Collected data entries:
━━━━━━━━━━━━━━━━

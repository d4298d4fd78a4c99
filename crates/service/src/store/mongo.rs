use std::time::Duration;

use async_trait::async_trait;
use bson::{doc, oid::ObjectId, Bson, Document};
use configs::DatabaseConfig;
use mongodb::{options::ClientOptions, Client, Collection};
use tracing::{info, instrument};

use super::{DocumentStore, StoreError};

fn backend(e: mongodb::error::Error) -> StoreError {
    StoreError::Backend(e.to_string())
}

/// MongoDB-backed collection. The driver pools connections internally, so one
/// instance is shared by every request.
#[derive(Clone)]
pub struct MongoStore {
    collection: Collection<Document>,
}

impl MongoStore {
    /// Connect and ping the target database so a bad connection string fails at startup.
    #[instrument(skip(cfg), fields(database = %cfg.database_name, collection = %cfg.collection))]
    pub async fn connect(cfg: &DatabaseConfig) -> Result<Self, StoreError> {
        let timeout = Duration::from_secs(cfg.connect_timeout_secs);
        let mut opts = ClientOptions::parse(&cfg.connection_string).await.map_err(backend)?;
        opts.connect_timeout = Some(timeout);
        opts.server_selection_timeout = Some(timeout);
        opts.app_name.get_or_insert_with(|| "animal-api".to_string());

        let client = Client::with_options(opts).map_err(backend)?;
        let db = client.database(&cfg.database_name);
        db.run_command(doc! { "ping": 1 }, None).await.map_err(backend)?;
        info!("connected to mongodb");

        Ok(Self { collection: db.collection(&cfg.collection) })
    }
}

#[async_trait]
impl DocumentStore for MongoStore {
    async fn insert_one(&self, doc: Document) -> Result<ObjectId, StoreError> {
        let res = self.collection.insert_one(doc, None).await.map_err(backend)?;
        res.inserted_id.as_object_id().ok_or(StoreError::UnexpectedId)
    }

    async fn insert_many(&self, docs: Vec<Document>) -> Result<Vec<ObjectId>, StoreError> {
        if docs.is_empty() {
            return Ok(Vec::new());
        }
        let n = docs.len();
        let res = self.collection.insert_many(docs, None).await.map_err(backend)?;
        (0..n)
            .map(|i| {
                res.inserted_ids
                    .get(&i)
                    .and_then(Bson::as_object_id)
                    .ok_or(StoreError::UnexpectedId)
            })
            .collect()
    }

    async fn find(&self, filter: Document) -> Result<Vec<Document>, StoreError> {
        let mut cursor = self.collection.find(filter, None).await.map_err(backend)?;
        let mut docs = Vec::new();
        while cursor.advance().await.map_err(backend)? {
            docs.push(cursor.deserialize_current().map_err(backend)?);
        }
        Ok(docs)
    }

    async fn find_by_id(&self, id: ObjectId) -> Result<Option<Document>, StoreError> {
        self.collection
            .find_one(doc! { "_id": id }, None)
            .await
            .map_err(backend)
    }

    async fn clear(&self) -> Result<(), StoreError> {
        self.collection.drop(None).await.map_err(backend)
    }
}
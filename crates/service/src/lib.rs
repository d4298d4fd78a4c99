//! Service layer between the HTTP handlers and the document store.
//! - `store` abstracts the collection (MongoDB or in-process).
//! - `animal_service` maps typed animal records onto stored documents.

pub mod animal_service;
pub mod errors;
pub mod store;
#[cfg(test)]
pub mod test_support;

pub use animal_service::AnimalService;
use super::config::FaceLayout;

#[derive(Debug, Clone, Copy, PartialEq, Default)]
pub struct Point {
    pub x: f64,
    pub y: f64,
}

impl Point {
    pub fn new(x: f64, y: f64) -> Self {
        Self { x, y }
    }
}

/// Point at `radius` from `center`, `degrees` measured the cairo way
/// (0 is to the right, positive turns clockwise on screen).
pub fn on_circle(center: Point, radius: f64, degrees: f64) -> Point {
    let (sin, cos) = degrees.to_radians().sin_cos();
    Point::new(center.x + radius * cos, center.y + radius * sin)
}

/// Screen angle for a dial position, 0 at 12 o'clock.
pub fn dial_angle(position: f64, degrees_per_unit: f64) -> f64 {
    position * degrees_per_unit - 90.0
}

#[derive(Debug, Clone, Copy, PartialEq, Eq)]
pub enum TickKind {
    Minute,
    Hour,
}

#[derive(Debug, Clone, Copy, PartialEq)]
pub struct Segment {
    pub kind: TickKind,
    pub start: Point,
    pub end: Point,
    pub width: f64,
}

#[derive(Debug, Clone, PartialEq)]
pub struct Numeral {
    pub text: String,
    pub anchor: Point,
}

impl Numeral {
    /// Top-left corner that centers text of the measured size on the anchor.
    pub fn top_left(&self, width: f64, height: f64) -> Point {
        Point::new(self.anchor.x - width / 2.0, self.anchor.y - height / 2.0)
    }
}

#[derive(Debug, Clone, PartialEq)]
pub struct FaceGeometry {
    pub minute_ticks: Vec<Segment>,
    pub hour_ticks: Vec<Segment>,
    pub numerals: Vec<Numeral>,
}

fn tick(
    layout: &FaceLayout,
    kind: TickKind,
    angle: f64,
    radius: f64,
    length: f64,
    width: f64,
) -> Segment {
    let center = layout.center();
    Segment {
        kind,
        start: on_circle(center, radius, angle),
        end: on_circle(center, radius + length, angle),
        width,
    }
}

impl FaceGeometry {
    pub fn build(layout: &FaceLayout) -> Self {
        let minute_ticks = (0..60)
            .filter(|i| i % 5 != 0)
            .map(|i| {
                tick(
                    layout,
                    TickKind::Minute,
                    dial_angle(i as f64, 6.0),
                    layout.minute_mark_radius,
                    layout.minute_mark_length,
                    layout.minute_mark_width,
                )
            })
            .collect();

        let mut hour_ticks = Vec::with_capacity(12);
        let mut numerals = Vec::with_capacity(12);
        for hour in 1..=12 {
            let angle = dial_angle(hour as f64, 30.0);
            hour_ticks.push(tick(
                layout,
                TickKind::Hour,
                angle,
                layout.hour_mark_radius,
                layout.hour_mark_length,
                layout.hour_mark_width,
            ));
            numerals.push(Numeral {
                text: hour.to_string(),
                anchor: on_circle(layout.center(), layout.numeral_radius, angle),
            });
        }

        Self {
            minute_ticks,
            hour_ticks,
            numerals,
        }
    }

    pub fn segments(&self) -> impl Iterator<Item = &Segment> {
        self.minute_ticks.iter().chain(self.hour_ticks.iter())
    }
}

━━━━━━━━━━━━━━━━

EXERCISE INSTRUCTIONS: What is the number of lines in the data holding the word "numerals"? Reply with that number only.

SOLUTION TO THIS PROBLEM: 4